Election issues amid other local concerns, politics

Part of the problem is reaching voters at all.

The next day, in Tombstone, a tourist town about a 30-minute drive from Sierra Vista down a two-lane highway, Robert Scott, manager of the Trump Store, said he hadn’t heard about the meetings in the first place. Even if he had, he may not have gone. He’s busy working two jobs — running the store and as a janitor elsewhere.

He is convinced that Trump’s claims of vote switching are true and that Democratic Gov. Katie Hobbs fixed the 2020 and 2022 elections in Arizona, he said, despite the court challenges presenting these claims being dismissed.

He lives in Tombstone, he said, but he doesn’t pay much attention to local politics and didn’t know Crosby and Judd had been indicted.

“That seems ridiculous,” he said.

But his main local concern, he said, is “that road between St. David and Benson.”

“This bridge out there is down to one lane,” he said. “It’s been that way for over a year. They haven’t done any work on it for months.”

A man with a long white beard and wearing a hat and using a walking cane walks down a wooden sidewalk with flags in the background and a newspaper on a table in the foreground.
A man walks down the main tourist street in Tombstone, Arizona. (Jen Fifield / Votebeat)

When Walsh talks to voters, she said, they bring up water conservation, border security, and taxes. If they do mention elections, they ask how much the lawsuits related to the midterm election are costing county taxpayers. Judges ordered the county to pay $89,000 in attorney fees and legal costs to the parties that filed the lawsuit to stop the full hand-count, for example, and $36,000 for the case regarding the supervisors’ refusal to certify the election.

The Democratic Party — which only makes up about 24% of the voting population here — is supporting candidates for all three county supervisor positions for the first time in more than a decade. They are hoping Walsh, a retired Army colonel, can oust Crosby in a district with 19% registered Democrats, and that they can hold onto the seat currently held by Democrat Ann English, who is not running for re-election in her district, which is about 34% Democratic. Judd is also not running again. They are also hopeful about the Democratic candidate challenging Stevens in the recorder race, Anne Carl.

Karp, who is managing Walsh’s campaign, said that if Walsh and Carl won, it would do a lot to bring the community back together.

“It would stop this distrust, chaos, and lack of respect for people with a different viewpoint,” he said.

Judd stepped down from serving as the supervisors’ chairman this week, citing family health issues, and sided with English, the Democrat, to replace her. She said she doesn’t trust Crosby to run the meetings because he goes on “rants” and has been disrespectful to county attorneys he disagreed with, such as on potential open meeting law violations.

“We need to make sure we move the county forward,” she said. “Our poor attorney doesn’t deserve to be publicly chastised just because she was doing her job.”

Crosby didn’t return requests for comment. His and Judd’s trial is set for May, two months before ballots go out for the state’s Aug. 6 primary election.

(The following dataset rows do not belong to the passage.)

use crate::error::InstallError;
use crate::setup::Plan;
use std::io::{BufRead, Write};
use tracing::info;

/// Resolved configuration as shown to the operator.
pub fn describe(plan: &Plan) -> String {
	let ctx = &plan.ctx;
	let forwarders = if ctx.dns_forwarders.is_empty() {
		"none".to_owned()
	} else {
		ctx.dns_forwarders.join(",")
	};
	[
		format!("Cluster name:    {}", ctx.cluster_name),
		format!("Image:           {}", ctx.image_ref()),
		format!("Servers:         {}", ctx.servers),
		format!("Agents:          {}", ctx.agents),
		format!("Agent volume:    {}", ctx.agent_volume.display()),
		format!("API port:        {}", plan.ports.api),
		format!("HTTP port:       {}", plan.ports.http),
		format!("HTTPS port:      {}", plan.ports.https),
		format!("DNS forwarders:  {forwarders}"),
		format!("Registry:        {}", ctx.setup_registry),
		format!("Rancher:         {}", ctx.setup_rancher),
		format!("Kubeconfig:      {}", ctx.kubeconfig_path().display()),
	]
	.join("\n")
}

/// Asks for a y/Y before anything is created, unless non-interactive.
pub fn gate(plan: &Plan, input: &mut dyn BufRead, out: &mut dyn Write) -> Result<(), InstallError> {
	if plan.ctx.noninteractive {
		info!("Non-interactive mode, skipping confirmation.");
		return Ok(());
	}
	writeln!(out, "{}", describe(plan))?;
	write!(out, "Create cluster with this configuration? [y/N] ")?;
	out.flush()?;
	let mut answer = String::new();
	input.read_line(&mut answer)?;
	match answer.chars().next() {
		Some('y' | 'Y') => Ok(()),
		_ => Err(InstallError::Declined),
	}
}

#[cfg(test)]
mod tests {
	use super::*;
	use crate::setup::Ports;
	use crate::test_utils::context_in;
	use std::{io::Cursor, path::Path};

	fn plan(pairs: &[(&str, &str)]) -> Plan {
		Plan {
			ctx: context_in(Path::new("/work"), pairs),
			ports: Ports {
				api: 6443,
				http: 8080,
				https: 8443,
			},
		}
	}

	#[test]
	fn yes_proceeds() {
		for answer in ["y\n", "Y\n", "yes\n"] {
			let mut out = Vec::new();
			gate(&plan(&[("HOME", "/h")]), &mut Cursor::new(answer), &mut out).unwrap();
			let shown = String::from_utf8(out).unwrap();
			assert!(shown.contains("API port:        6443"));
			assert!(shown.ends_with("[y/N] "));
		}
	}

	#[test]
	fn anything_else_declines() {
		for answer in ["n\n", "\n", "", " y\n", "q"] {
			let result = gate(
				&plan(&[("HOME", "/h")]),
				&mut Cursor::new(answer),
				&mut Vec::new(),
			);
			assert!(matches!(result, Err(InstallError::Declined)), "{answer:?}");
		}
	}

	#[test]
	fn noninteractive_skips_prompt() {
		let mut out = Vec::new();
		gate(
			&plan(&[("HOME", "/h"), ("NONINTERACTIVE", "1")]),
			&mut Cursor::new("n\n"),
			&mut out,
		)
		.unwrap();
		assert!(out.is_empty());
	}

	#[test]
	fn describe_lists_forwarders() {
		let shown = describe(&plan(&[("HOME", "/h"), ("DNS_FORWARDERS", "1.1.1.1,8.8.8.8")]));
		assert!(shown.contains("DNS forwarders:  1.1.1.1,8.8.8.8"));
		assert!(shown.contains("Kubeconfig:      /h/.kube/dev"));
	}
}
use crate::error::InstallError;
use crate::setup::utils::exec::{Cmd, Executor};
use std::path::Path;

fn helm(kubeconfig: &Path) -> Cmd {
	Cmd::new("helm").env("KUBECONFIG", kubeconfig.display().to_string())
}

pub fn repo_add(
	exec: &dyn Executor,
	kubeconfig: &Path,
	name: &str,
	url: &str,
) -> Result<(), InstallError> {
	exec.status(&helm(kubeconfig).args(["repo", "add", name, url]))
}

pub fn repo_update(exec: &dyn Executor, kubeconfig: &Path) -> Result<(), InstallError> {
	exec.status(&helm(kubeconfig).args(["repo", "update"]))
}

/// `helm install <release> <chart> --namespace <namespace>` followed by
/// `extra` verbatim.
pub fn install(
	exec: &dyn Executor,
	kubeconfig: &Path,
	release: &str,
	chart: &str,
	namespace: &str,
	extra: &[&str],
) -> Result<(), InstallError> {
	exec.status(
		&helm(kubeconfig)
			.args(["install", release, chart, "--namespace", namespace])
			.args(extra.iter().copied()),
	)
}
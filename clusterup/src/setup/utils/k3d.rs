use crate::error::InstallError;
use crate::setup::utils::exec::{Cmd, Executor};

/// Creates the cluster and waits for k3d to report it ready.
pub fn cluster_create(exec: &dyn Executor, name: &str, args: &[String]) -> Result<(), InstallError> {
	exec.status(
		&Cmd::new("k3d")
			.args(["cluster", "create", name])
			.args(args.iter().cloned())
			.arg("--wait"),
	)
}

pub fn cluster_list(exec: &dyn Executor) -> Result<String, InstallError> {
	exec.output(&Cmd::new("k3d").args(["cluster", "list"]))
}

pub fn kubeconfig_get(exec: &dyn Executor, name: &str) -> Result<String, InstallError> {
	exec.output(&Cmd::new("k3d").args(["kubeconfig", "get", name]))
}
use crate::error::InstallError;
use std::process::{Command, Output};
use tracing::debug;

/// A single external program invocation: program, arguments and the extra
/// environment it runs with.
#[derive(Debug, Clone, PartialEq, Eq)]
pub struct Cmd {
	pub program: String,
	pub args: Vec<String>,
	pub env: Vec<(String, String)>,
}

impl Cmd {
	pub fn new(program: &str) -> Self {
		Cmd {
			program: program.to_owned(),
			args: Vec::new(),
			env: Vec::new(),
		}
	}

	pub fn arg(mut self, arg: impl Into<String>) -> Self {
		self.args.push(arg.into());
		self
	}

	pub fn args<I, S>(mut self, args: I) -> Self
	where
		I: IntoIterator<Item = S>,
		S: Into<String>,
	{
		self.args.extend(args.into_iter().map(Into::into));
		self
	}

	pub fn env(mut self, key: &str, value: impl Into<String>) -> Self {
		self.env.push((key.to_owned(), value.into()));
		self
	}

	/// The command as an operator would type it, used in logs and errors.
	pub fn line(&self) -> String {
		if self.args.is_empty() {
			self.program.clone()
		} else {
			format!("{} {}", self.program, self.args.join(" "))
		}
	}

	fn command(&self) -> Command {
		let mut command = Command::new(&self.program);
		command.args(&self.args);
		command.envs(self.env.iter().map(|(key, value)| (key, value)));
		command
	}
}

/// Runs external commands. Every call blocks until the child exits.
pub trait Executor {
	/// Runs with inherited stdio and fails on a non-zero exit.
	fn status(&self, cmd: &Cmd) -> Result<(), InstallError>;

	/// Runs with captured stdout and fails on a non-zero exit.
	fn output(&self, cmd: &Cmd) -> Result<String, InstallError>;
}

pub struct SystemExecutor;

impl Executor for SystemExecutor {
	fn status(&self, cmd: &Cmd) -> Result<(), InstallError> {
		debug!("Running: {}", cmd.line());
		let status = cmd
			.command()
			.status()
			.map_err(|source| InstallError::CommandLaunch {
				cmd: cmd.line(),
				source,
			})?;
		if !status.success() {
			return Err(InstallError::CommandFailed {
				cmd: cmd.line(),
				status,
				stderr: None,
			});
		}
		Ok(())
	}

	fn output(&self, cmd: &Cmd) -> Result<String, InstallError> {
		debug!("Capturing: {}", cmd.line());
		let output: Output = cmd
			.command()
			.output()
			.map_err(|source| InstallError::CommandLaunch {
				cmd: cmd.line(),
				source,
			})?;
		if !output.status.success() {
			let stderr = if output.stderr.is_empty() {
				None
			} else {
				Some(String::from_utf8_lossy(&output.stderr).trim().to_owned())
			};
			return Err(InstallError::CommandFailed {
				cmd: cmd.line(),
				status: output.status,
				stderr,
			});
		}
		Ok(String::from_utf8_lossy(&output.stdout).to_string())
	}
}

Meanwhile, Walsh isn’t the only one who wants Crosby’s spot. Clint Briseno, a Republican, is challenging him in the primary. Briseno said he had planned to run for supervisor even before the election issues began. But seeing everything unfold — especially the way Marra was treated — convinced him that the county “can do better.”

As far as the voting machines, he said the technology is a blessing for the county. Hand-counting isn’t accurate, he said.

Even if Cochise can convince residents to keep the machines, though, that’s just the start

As one of the meetings wrapped up, a woman wearing a mint-colored suit began to yell from the back of the room. The real problem with the elections, she said, was the noncitizens on the voter rolls, and coming across the border, appearing to be alluding to Trump’s latest claim that Democrats are allowing immigrants to cross the border so they can vote. That’s where the fraud is at, she said.

“Arizona alone will bring them all down.”